## RECORDS TO PROCESS:
=== Section Start ===

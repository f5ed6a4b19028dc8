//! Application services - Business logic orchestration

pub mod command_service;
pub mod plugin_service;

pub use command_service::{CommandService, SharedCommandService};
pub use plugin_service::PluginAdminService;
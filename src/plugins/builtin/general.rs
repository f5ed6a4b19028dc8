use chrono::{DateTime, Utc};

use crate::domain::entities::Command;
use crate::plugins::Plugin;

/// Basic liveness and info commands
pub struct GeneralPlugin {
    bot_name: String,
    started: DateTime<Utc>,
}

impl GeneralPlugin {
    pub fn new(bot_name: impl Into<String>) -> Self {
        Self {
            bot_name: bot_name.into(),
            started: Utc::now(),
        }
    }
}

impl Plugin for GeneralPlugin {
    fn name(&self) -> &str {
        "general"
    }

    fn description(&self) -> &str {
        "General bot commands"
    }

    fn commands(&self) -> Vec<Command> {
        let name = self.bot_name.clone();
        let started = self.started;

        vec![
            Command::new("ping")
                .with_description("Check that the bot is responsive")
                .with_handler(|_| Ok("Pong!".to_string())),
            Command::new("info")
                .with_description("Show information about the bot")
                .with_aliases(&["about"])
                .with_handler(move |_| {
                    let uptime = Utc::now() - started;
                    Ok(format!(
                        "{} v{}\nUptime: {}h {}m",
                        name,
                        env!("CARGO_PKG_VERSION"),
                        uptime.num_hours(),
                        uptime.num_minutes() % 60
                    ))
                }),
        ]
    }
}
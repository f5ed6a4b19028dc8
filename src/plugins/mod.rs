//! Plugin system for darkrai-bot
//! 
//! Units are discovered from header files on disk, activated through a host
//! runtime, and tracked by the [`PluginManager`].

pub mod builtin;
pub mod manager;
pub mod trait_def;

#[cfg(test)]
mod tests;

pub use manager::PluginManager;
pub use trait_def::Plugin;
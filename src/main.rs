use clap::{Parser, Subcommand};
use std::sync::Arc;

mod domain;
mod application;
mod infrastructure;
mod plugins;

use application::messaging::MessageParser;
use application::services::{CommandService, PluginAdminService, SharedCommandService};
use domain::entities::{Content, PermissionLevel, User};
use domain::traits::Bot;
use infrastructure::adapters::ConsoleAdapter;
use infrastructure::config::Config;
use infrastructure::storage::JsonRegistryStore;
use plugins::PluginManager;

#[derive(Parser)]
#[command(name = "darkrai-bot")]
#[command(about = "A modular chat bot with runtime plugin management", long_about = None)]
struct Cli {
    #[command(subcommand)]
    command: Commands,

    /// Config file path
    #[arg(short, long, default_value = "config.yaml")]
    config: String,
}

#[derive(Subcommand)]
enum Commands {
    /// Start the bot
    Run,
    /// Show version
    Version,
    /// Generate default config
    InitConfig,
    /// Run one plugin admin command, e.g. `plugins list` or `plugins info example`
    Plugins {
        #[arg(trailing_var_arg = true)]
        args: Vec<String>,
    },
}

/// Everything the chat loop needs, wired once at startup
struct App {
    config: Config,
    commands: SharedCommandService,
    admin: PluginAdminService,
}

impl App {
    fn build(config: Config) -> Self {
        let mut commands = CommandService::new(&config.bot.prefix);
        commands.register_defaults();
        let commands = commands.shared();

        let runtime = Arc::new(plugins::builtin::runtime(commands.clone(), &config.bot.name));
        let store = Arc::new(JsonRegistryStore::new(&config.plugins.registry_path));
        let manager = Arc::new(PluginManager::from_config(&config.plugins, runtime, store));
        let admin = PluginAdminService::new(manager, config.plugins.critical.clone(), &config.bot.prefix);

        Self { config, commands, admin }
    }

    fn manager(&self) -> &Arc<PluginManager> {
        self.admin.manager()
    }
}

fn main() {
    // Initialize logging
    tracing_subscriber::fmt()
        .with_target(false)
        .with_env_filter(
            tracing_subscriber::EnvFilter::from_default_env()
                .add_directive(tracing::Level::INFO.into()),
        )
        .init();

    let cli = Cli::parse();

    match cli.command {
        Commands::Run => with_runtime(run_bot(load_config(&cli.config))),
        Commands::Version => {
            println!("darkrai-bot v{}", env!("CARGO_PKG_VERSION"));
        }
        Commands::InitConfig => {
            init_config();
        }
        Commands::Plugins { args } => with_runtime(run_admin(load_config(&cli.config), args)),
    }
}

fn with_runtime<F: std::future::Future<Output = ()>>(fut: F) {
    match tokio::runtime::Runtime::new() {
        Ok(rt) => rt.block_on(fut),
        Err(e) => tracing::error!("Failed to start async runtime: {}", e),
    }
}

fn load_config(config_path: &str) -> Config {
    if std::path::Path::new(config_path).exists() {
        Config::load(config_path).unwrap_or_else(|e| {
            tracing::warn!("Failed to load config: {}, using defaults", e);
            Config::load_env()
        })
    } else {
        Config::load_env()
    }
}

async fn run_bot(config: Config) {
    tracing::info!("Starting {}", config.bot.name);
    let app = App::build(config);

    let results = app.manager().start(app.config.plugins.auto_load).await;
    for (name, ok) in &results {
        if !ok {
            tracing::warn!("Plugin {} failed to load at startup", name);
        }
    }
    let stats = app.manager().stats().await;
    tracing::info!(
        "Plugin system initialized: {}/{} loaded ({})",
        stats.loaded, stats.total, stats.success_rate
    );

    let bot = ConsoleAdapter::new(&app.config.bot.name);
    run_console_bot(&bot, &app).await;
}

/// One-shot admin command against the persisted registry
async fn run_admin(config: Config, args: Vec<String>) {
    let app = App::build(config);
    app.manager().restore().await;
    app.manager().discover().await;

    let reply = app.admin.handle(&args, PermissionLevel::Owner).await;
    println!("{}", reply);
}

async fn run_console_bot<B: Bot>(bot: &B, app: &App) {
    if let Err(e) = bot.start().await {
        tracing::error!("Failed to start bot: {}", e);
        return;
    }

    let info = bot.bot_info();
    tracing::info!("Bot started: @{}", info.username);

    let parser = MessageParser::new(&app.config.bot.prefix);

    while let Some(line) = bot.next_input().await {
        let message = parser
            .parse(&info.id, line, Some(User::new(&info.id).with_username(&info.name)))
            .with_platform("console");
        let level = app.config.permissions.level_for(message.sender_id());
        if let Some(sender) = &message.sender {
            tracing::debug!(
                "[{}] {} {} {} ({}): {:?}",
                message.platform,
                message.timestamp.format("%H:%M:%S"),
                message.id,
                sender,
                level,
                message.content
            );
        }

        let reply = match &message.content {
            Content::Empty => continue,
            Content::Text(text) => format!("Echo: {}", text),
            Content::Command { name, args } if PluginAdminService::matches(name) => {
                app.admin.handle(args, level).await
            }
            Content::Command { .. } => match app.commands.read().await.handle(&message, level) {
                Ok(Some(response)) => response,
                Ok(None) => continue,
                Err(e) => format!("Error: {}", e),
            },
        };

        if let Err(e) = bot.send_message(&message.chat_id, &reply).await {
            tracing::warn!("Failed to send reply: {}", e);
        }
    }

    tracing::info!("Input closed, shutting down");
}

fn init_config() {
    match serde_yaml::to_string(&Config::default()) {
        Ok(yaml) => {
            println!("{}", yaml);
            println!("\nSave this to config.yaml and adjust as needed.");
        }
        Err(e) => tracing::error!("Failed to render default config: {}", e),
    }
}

=== Section End ===
=== Section Start ===

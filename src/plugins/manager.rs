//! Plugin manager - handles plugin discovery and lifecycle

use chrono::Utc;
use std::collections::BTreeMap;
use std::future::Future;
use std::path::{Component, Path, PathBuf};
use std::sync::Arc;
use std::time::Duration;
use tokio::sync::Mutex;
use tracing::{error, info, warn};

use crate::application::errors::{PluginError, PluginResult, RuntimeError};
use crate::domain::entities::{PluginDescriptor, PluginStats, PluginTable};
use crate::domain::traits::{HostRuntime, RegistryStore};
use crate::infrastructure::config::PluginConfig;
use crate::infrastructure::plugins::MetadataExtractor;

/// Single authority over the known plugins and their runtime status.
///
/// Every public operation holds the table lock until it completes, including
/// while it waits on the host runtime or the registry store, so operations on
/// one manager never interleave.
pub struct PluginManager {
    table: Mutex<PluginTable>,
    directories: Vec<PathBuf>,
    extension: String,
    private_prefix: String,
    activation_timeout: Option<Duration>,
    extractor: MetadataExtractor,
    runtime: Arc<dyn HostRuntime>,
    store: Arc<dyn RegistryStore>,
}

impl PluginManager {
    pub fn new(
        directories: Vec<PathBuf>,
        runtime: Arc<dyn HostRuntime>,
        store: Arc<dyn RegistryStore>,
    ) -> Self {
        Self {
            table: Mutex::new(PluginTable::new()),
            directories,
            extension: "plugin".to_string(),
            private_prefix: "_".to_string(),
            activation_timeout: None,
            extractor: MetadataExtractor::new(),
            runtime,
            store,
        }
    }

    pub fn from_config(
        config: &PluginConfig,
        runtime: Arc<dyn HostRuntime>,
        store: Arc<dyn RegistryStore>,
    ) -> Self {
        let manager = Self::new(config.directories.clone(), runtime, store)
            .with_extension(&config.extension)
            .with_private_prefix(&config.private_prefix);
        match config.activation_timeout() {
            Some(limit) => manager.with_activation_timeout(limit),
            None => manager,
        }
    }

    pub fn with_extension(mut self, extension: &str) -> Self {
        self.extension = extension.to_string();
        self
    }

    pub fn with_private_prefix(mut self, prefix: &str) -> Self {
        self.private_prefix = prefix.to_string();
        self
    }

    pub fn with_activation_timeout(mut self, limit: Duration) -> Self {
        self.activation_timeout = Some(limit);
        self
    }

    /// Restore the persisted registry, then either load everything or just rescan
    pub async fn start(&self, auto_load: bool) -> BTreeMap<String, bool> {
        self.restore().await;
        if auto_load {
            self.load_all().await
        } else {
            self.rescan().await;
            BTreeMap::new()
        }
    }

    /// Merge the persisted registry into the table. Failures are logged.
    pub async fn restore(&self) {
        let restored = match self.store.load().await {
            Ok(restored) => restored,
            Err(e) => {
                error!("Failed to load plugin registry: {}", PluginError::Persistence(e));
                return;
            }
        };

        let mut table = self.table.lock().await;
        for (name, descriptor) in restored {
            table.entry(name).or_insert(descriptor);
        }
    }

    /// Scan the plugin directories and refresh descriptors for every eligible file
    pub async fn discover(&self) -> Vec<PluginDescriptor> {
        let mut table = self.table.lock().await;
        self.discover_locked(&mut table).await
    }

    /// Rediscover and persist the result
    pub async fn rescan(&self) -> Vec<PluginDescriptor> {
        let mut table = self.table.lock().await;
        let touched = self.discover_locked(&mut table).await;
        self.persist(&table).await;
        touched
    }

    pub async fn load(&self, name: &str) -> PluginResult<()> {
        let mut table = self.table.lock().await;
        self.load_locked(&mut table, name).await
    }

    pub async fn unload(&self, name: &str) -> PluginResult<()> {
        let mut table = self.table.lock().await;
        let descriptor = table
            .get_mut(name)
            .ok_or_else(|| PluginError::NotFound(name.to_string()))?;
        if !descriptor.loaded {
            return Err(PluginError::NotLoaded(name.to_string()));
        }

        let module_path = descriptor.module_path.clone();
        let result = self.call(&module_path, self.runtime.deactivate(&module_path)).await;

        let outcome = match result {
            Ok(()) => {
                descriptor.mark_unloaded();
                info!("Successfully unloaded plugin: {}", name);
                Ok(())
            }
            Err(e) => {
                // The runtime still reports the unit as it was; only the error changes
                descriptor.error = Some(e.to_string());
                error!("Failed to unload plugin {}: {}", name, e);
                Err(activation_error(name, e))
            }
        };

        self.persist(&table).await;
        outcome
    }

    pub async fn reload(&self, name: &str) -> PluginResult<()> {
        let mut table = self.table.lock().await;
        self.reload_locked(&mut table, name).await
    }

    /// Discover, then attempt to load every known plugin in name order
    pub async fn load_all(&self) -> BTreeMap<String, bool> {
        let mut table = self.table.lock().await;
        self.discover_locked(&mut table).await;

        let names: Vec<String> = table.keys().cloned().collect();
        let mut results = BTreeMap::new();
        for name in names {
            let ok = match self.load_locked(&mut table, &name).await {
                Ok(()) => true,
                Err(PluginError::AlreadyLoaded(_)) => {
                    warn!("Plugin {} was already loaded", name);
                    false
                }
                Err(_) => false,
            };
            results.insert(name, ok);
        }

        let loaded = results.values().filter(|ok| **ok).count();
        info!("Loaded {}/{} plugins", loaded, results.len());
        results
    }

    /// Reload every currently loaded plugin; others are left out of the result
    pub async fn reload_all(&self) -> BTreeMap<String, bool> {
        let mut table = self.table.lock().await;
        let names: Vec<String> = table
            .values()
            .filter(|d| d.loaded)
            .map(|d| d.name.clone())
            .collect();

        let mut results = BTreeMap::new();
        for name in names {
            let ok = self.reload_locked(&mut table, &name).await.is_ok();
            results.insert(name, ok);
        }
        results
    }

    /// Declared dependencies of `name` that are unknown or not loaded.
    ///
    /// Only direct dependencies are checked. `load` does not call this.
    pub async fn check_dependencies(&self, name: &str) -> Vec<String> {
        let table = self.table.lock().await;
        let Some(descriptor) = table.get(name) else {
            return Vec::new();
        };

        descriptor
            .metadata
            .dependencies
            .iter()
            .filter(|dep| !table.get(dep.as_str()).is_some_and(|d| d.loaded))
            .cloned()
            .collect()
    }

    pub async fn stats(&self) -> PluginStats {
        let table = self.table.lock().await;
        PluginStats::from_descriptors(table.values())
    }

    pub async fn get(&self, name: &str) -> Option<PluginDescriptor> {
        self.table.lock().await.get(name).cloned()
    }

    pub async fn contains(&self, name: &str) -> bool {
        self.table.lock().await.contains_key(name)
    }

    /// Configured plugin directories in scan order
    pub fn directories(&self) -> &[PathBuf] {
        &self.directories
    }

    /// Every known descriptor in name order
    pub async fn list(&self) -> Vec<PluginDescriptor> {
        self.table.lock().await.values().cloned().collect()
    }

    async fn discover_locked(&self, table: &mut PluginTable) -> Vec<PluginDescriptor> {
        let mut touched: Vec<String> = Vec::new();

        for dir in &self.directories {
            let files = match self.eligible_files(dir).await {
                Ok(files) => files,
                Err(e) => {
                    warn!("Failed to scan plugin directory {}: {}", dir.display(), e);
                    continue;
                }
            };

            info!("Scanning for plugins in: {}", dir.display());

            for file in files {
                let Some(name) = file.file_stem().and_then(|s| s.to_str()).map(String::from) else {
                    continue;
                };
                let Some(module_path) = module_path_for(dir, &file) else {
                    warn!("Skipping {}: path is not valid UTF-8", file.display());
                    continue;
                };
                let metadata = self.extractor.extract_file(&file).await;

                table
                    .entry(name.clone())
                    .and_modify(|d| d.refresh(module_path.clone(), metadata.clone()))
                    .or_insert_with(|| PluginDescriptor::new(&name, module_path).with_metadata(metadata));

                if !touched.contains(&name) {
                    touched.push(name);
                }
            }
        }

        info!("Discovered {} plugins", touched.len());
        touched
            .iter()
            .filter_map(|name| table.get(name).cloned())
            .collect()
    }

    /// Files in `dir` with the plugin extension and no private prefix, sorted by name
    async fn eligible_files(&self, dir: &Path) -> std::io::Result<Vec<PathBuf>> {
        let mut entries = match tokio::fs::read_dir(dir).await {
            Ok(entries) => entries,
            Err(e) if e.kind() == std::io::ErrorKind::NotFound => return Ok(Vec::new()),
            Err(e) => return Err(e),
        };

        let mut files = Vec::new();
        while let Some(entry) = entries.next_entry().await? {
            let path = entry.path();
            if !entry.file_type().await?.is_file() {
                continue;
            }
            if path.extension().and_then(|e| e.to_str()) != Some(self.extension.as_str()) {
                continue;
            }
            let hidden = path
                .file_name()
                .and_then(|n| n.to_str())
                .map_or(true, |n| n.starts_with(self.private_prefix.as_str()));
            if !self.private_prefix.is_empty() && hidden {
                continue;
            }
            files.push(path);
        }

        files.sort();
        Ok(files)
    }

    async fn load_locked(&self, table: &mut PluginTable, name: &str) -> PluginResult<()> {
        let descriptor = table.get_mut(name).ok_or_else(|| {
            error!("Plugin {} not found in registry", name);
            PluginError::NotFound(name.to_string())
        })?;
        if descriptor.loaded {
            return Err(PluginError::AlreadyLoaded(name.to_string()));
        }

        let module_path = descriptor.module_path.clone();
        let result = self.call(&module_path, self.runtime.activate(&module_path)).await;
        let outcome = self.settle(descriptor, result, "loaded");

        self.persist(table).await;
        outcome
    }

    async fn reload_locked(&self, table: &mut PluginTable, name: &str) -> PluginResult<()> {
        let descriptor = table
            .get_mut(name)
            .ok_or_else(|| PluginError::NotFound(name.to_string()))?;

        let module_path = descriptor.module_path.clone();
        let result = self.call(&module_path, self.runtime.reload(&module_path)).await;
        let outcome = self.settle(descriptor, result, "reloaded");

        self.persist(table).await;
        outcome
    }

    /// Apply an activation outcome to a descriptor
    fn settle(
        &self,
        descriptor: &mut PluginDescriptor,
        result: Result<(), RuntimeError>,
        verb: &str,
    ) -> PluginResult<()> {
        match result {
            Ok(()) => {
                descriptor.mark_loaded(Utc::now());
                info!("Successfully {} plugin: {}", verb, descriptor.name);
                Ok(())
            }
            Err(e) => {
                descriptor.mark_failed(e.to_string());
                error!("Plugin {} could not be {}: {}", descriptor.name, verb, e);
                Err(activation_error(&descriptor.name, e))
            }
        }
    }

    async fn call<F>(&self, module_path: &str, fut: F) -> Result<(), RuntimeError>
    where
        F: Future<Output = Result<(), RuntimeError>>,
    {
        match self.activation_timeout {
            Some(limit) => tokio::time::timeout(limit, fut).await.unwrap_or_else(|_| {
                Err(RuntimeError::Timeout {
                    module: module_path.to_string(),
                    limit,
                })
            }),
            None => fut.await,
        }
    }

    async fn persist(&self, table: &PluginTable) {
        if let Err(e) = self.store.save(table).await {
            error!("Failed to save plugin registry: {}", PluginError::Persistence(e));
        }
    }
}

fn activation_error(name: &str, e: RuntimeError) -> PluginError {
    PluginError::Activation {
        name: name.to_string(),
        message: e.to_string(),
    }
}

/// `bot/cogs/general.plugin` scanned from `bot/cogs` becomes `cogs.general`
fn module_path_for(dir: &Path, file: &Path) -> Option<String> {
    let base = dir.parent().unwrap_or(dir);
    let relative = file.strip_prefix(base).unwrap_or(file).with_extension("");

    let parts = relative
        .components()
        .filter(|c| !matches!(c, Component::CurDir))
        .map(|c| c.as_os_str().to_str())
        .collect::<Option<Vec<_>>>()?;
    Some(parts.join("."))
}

=== Section End ===

## EXERCISE GOAL:
Where does the word "Duration" appear in the listing? List each line that holds it.

## RESULT:
use std::time::Duration;
    activation_timeout: Option<Duration>,
    pub fn with_activation_timeout(mut self, limit: Duration) -> Self {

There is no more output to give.